**YOUR TASK:** Begin at the first line below and copy each line exactly, ending with the line where "pub struct TestCache" appears.

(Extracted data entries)
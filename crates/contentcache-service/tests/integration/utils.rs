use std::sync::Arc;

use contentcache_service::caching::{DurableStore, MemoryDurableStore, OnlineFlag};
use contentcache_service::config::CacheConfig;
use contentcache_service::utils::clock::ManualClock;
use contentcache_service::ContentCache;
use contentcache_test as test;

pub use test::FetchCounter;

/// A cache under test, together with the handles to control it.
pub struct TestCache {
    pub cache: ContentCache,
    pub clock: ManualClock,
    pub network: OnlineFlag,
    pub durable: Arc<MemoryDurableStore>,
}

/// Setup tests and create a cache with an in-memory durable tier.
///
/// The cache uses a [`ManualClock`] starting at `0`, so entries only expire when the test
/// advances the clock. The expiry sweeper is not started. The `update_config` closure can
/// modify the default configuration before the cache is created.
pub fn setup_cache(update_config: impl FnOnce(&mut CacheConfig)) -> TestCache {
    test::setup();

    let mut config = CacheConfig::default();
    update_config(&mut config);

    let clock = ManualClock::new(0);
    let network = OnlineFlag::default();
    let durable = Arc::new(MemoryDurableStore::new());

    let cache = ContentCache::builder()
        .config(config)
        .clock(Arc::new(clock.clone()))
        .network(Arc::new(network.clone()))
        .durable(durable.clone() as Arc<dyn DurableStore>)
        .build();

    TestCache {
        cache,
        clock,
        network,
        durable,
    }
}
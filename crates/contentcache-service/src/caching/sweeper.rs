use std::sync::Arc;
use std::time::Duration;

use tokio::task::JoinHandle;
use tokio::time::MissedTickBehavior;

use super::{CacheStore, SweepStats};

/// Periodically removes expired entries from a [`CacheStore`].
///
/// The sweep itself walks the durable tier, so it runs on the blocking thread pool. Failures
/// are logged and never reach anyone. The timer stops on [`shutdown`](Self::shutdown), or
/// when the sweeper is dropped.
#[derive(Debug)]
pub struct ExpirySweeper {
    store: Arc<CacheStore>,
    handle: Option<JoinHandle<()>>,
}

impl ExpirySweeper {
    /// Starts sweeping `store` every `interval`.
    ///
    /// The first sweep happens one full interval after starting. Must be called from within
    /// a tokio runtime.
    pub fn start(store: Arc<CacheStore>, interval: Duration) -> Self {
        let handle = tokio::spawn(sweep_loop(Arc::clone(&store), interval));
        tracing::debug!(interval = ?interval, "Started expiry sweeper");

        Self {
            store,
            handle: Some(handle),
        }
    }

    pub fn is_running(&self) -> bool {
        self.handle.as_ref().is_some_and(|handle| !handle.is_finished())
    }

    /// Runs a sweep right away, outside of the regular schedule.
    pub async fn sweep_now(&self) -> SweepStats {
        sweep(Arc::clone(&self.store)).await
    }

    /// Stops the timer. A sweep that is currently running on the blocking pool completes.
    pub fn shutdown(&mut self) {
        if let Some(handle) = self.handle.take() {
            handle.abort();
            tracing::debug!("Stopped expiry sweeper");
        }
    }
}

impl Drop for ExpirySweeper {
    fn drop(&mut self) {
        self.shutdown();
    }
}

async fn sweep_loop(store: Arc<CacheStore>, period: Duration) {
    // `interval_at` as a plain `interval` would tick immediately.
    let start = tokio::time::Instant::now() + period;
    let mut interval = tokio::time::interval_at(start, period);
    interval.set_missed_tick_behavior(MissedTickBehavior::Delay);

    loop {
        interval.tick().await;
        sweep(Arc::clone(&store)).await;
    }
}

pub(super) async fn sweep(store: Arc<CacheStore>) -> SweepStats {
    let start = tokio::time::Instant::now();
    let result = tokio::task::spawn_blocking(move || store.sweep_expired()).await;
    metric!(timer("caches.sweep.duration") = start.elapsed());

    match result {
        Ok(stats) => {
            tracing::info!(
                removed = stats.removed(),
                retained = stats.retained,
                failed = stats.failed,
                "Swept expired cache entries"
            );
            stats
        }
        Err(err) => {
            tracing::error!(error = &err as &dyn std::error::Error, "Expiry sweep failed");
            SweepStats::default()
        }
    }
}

**EXPECTED OUTPUT:**
filename crates/contentcache-service/tests/integration/utils.rs
use std::sync::Arc;

use contentcache_service::caching::{DurableStore, MemoryDurableStore, OnlineFlag};
use contentcache_service::config::CacheConfig;
use contentcache_service::utils::clock::ManualClock;
use contentcache_service::ContentCache;
use contentcache_test as test;

pub use test::FetchCounter;

/// A cache under test, together with the handles to control it.
pub struct TestCache {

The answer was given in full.